AI-powered search answers. Google's AI Overviews, ChatGPT, Perplexity, and other AI tools generate direct answers. They don't just list ten blue links — they recommend specific businesses by name. To get recommended, your business must exist as a clear entity in the systems these tools draw from.

Voice and conversational search. When someone asks their phone "where should I get my brakes done near me," the assistant picks one or two businesses to mention. It picks the ones it understands best.

If your business entity is fuzzy — inconsistent information across the web, missing structured data, no clear connection between your name and what you do — you will be skipped.


The Five Pillars of Local Entity SEO

Building a clear entity identity requires consistent signals across multiple channels. Here are the five areas that matter most.

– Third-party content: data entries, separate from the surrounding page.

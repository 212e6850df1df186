//! Integration tests for the Snap engine.
//!
//! These tests drive whole games through the public API, firing scheduled
//! computer calls the way a host would.

use proptest::prelude::*;
use snap_core::*;

/// Fire every pending scheduled call, including ones queued while firing
fn run_scheduled(engine: &mut GameEngine<ManualScheduler>) -> Vec<GameEvent> {
    let mut events = Vec::new();
    let mut fired = 0;
    while let Some(pending) = engine.scheduler_mut().pop_next() {
        events.extend(engine.fire(pending.call));
        fired += 1;
        assert!(fired < 1000, "scheduler should go quiet");
    }
    events
}

fn assert_invariants(engine: &GameEngine<ManualScheduler>) {
    assert!(engine.deck().is_canonical(), "deck lost or duplicated a card");
    assert_eq!(engine.deck().len(), DECK_SIZE);
    if let Some(cursor) = engine.cursor() {
        assert!(cursor < DECK_SIZE);
    }
    let snapshot = engine.snapshot();
    assert!((-1..=51).contains(&snapshot.cursor));
    for card in engine.played_cards() {
        assert_eq!(card.owner, None, "played cards belong to nobody");
    }
}

#[test]
fn test_full_game_with_computer_opponent() {
    let mut engine = GameEngine::with_seed(EngineConfig::default(), ManualScheduler::new(), 11);
    run_scheduled(&mut engine);

    let mut rounds = 0;
    let mut iterations = 0;
    while rounds < 5 && iterations < 10_000 {
        iterations += 1;

        if engine.winner().is_some() {
            engine.apply(GameAction::Next);
            rounds += 1;
        } else if engine.is_snap() && iterations % 2 == 0 {
            // Human is quick half the time
            engine.apply(GameAction::Snap);
        } else if engine.turn() == Player::Human && !engine.is_snap() {
            engine.apply(GameAction::Play);
        } else {
            run_scheduled(&mut engine);
        }

        assert_invariants(&engine);
    }

    assert_eq!(rounds, 5, "five rounds should complete");
}

#[test]
fn test_stale_scheduled_calls_are_harmless() {
    let mut engine = GameEngine::with_seed(EngineConfig::default(), ManualScheduler::new(), 5);
    run_scheduled(&mut engine);
    engine.apply(GameAction::Play);
    engine.apply(GameAction::Snap);
    assert!(engine.winner().is_some());

    let before = engine.snapshot();
    for _ in 0..3 {
        assert!(engine.fire(ScheduledCall::ComputerPlay).is_empty());
    }
    run_scheduled(&mut engine);
    assert_eq!(engine.snapshot(), before);
}

#[test]
fn test_auto_continue_keeps_game_running() {
    let config = EngineConfig {
        auto_continue: true,
        ..EngineConfig::for_difficulty(Difficulty::Hard)
    };
    let mut engine = GameEngine::with_seed(config, ManualScheduler::new(), 21);

    let mut rounds = 0;
    for _ in 0..500 {
        if engine.turn() == Player::Human && engine.winner().is_none() && !engine.is_snap() {
            engine.apply(GameAction::Play);
        }
        let events = run_scheduled(&mut engine);
        rounds += events
            .iter()
            .filter(|e| matches!(e, GameEvent::SpoilsCollected { .. }))
            .count();
        assert_invariants(&engine);
    }

    assert!(rounds > 0, "rounds should roll over without the human");
}

#[test]
fn test_events_serialize_for_clients() {
    let mut engine = GameEngine::with_seed(EngineConfig::default(), ManualScheduler::new(), 8);
    let events = engine.reset();
    let json = serde_json::to_value(&events).unwrap();
    assert_eq!(json[0]["type"], "RoundStarted");

    let action: GameAction = serde_json::from_str(r#"{"type":"Snap"}"#).unwrap();
    assert_eq!(action, GameAction::Snap);
}

#[derive(Debug, Clone, Copy)]
enum Op {
    Reset,
    HumanPlay,
    ComputerPlay,
    Snap,
    Next,
    FireScheduled,
}

fn op_strategy() -> impl Strategy<Value = Op> {
    prop_oneof![
        1 => Just(Op::Reset),
        6 => Just(Op::HumanPlay),
        6 => Just(Op::ComputerPlay),
        2 => Just(Op::Snap),
        3 => Just(Op::Next),
        4 => Just(Op::FireScheduled),
    ]
}

proptest! {
    #[test]
    fn prop_deck_and_cursor_invariants(seed in any::<u64>(), ops in prop::collection::vec(op_strategy(), 0..300)) {
        let mut engine = GameEngine::with_seed(EngineConfig::default(), ManualScheduler::new(), seed);

        for op in ops {
            let decided = engine.winner().is_some();
            let before = engine.snapshot();

            let events = match op {
                Op::Reset => engine.reset(),
                Op::HumanPlay => engine.play(false),
                Op::ComputerPlay => engine.play(true),
                Op::Snap => engine.call_snap(),
                Op::Next => engine.next(),
                Op::FireScheduled => match engine.scheduler_mut().pop_next() {
                    Some(pending) => engine.fire(pending.call),
                    None => Vec::new(),
                },
            };

            // Once a round is decided, only reset and next may change anything
            if decided && matches!(op, Op::HumanPlay | Op::ComputerPlay | Op::Snap) {
                prop_assert!(events.is_empty());
                prop_assert_eq!(engine.snapshot(), before);
            }

            prop_assert!(engine.deck().is_canonical());
            let cursor = engine.snapshot().cursor;
            prop_assert!((-1..=51).contains(&cursor));
        }
    }

    #[test]
    fn prop_is_snap_matches_top_two_values(seed in any::<u64>(), plays in 0usize..40) {
        let mut engine = GameEngine::with_seed(EngineConfig::default(), ManualScheduler::new(), seed);
        for _ in 0..plays {
            if engine.winner().is_some() {
                break;
            }
            engine.play(true);
        }

        let expected = match engine.cursor() {
            Some(i) if i >= 1 => engine.deck()[i].value == engine.deck()[i - 1].value,
            _ => false,
        };
        prop_assert_eq!(engine.is_snap(), expected);
    }
}
//! Deferred calls back into the engine.
//!
//! The engine decides *when* the computer should act; a host supplies a
//! [`Scheduler`] that decides *how* to wait. When a call fires, the host hands
//! it back through [`GameEngine::fire`](crate::engine::GameEngine::fire) on the
//! same serialized context as every other engine call.

use serde::{Deserialize, Serialize};
use std::collections::VecDeque;
use std::time::Duration;

/// A call the engine wants made later
#[derive(Debug, Clone, Copy, PartialEq, Eq, Serialize, Deserialize)]
#[serde(rename_all = "snake_case")]
pub enum ScheduledCall {
    /// The computer plays a card (or plays through a snap)
    ComputerPlay,
    /// Start the next round
    NextRound,
}

/// Capability to run a call after a delay
pub trait Scheduler {
    fn schedule_after(&mut self, delay: Duration, call: ScheduledCall);
}

/// A scheduled call and the delay it was requested with
#[derive(Debug, Clone, Copy, PartialEq, Eq, Serialize, Deserialize)]
pub struct PendingCall {
    pub delay_ms: u64,
    pub call: ScheduledCall,
}

/// Scheduler that only records requests; the owner fires them by hand.
#[derive(Debug, Clone, Default)]
pub struct ManualScheduler {
    pending: VecDeque<PendingCall>,
}

impl ManualScheduler {
    pub fn new() -> Self {
        Self::default()
    }

    /// Requests not yet taken, oldest first
    pub fn pending(&self) -> impl Iterator<Item = &PendingCall> {
        self.pending.iter()
    }

    pub fn len(&self) -> usize {
        self.pending.len()
    }

    pub fn is_empty(&self) -> bool {
        self.pending.is_empty()
    }

    /// Take the oldest request
    pub fn pop_next(&mut self) -> Option<PendingCall> {
        self.pending.pop_front()
    }

    /// Take every request
    pub fn drain(&mut self) -> Vec<PendingCall> {
        self.pending.drain(..).collect()
    }
}

impl Scheduler for ManualScheduler {
    fn schedule_after(&mut self, delay: Duration, call: ScheduledCall) {
        self.pending.push_back(PendingCall {
            delay_ms: delay.as_millis() as u64,
            call,
        });
    }
}

#[cfg(test)]
mod tests {
    use super::*;

    #[test]
    fn test_manual_scheduler_keeps_order() {
        let mut scheduler = ManualScheduler::new();
        scheduler.schedule_after(Duration::from_millis(500), ScheduledCall::ComputerPlay);
        scheduler.schedule_after(Duration::from_secs(3), ScheduledCall::NextRound);

        assert_eq!(scheduler.len(), 2);
        assert_eq!(
            scheduler.pop_next(),
            Some(PendingCall {
                delay_ms: 500,
                call: ScheduledCall::ComputerPlay
            })
        );
        assert_eq!(
            scheduler.drain(),
            vec![PendingCall {
                delay_ms: 3000,
                call: ScheduledCall::NextRound
            }]
        );
        assert!(scheduler.is_empty());
    }
}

A small business owner standing in front of their storefront while a translucent overlay shows their Google Knowledge Panel with business name, address, hours, and star rating, illustrating a strong entity identity in search results
A small business owner standing in front of their storefront while a translucent overlay shows their Google Knowledge Panel with business name, address, hours, and star rating, illustrating a strong entity identity in search results

1. Claim and Complete Your Google Business Profile

Your Google Business Profile (GBP) is the single most important entity signal for a local business. It is Google's primary source for understanding who you are.

What to do:

  • [ ] Claim your profile at business.google.com if you haven't already
  • [ ] Fill in every field — business name, address, phone, hours, category, description, services, attributes
  • [ ] Choose the most specific primary category available (e.g., "Neapolitan Pizza Restaurant" instead of just "Restaurant")
  • [ ] Add secondary categories for other services you offer
  • [ ] Upload real photos of your business, team, and work — at least 10
  • [ ] Write a business description that naturally includes your business name, city, and core services
  • [ ] Keep hours updated, including holiday hours

Common mistake: Using a slightly different business name on your GBP than on your website. If your legal name is "Smith & Associates Consulting LLC" but your sign says "Smith Consulting," pick one and use it everywhere.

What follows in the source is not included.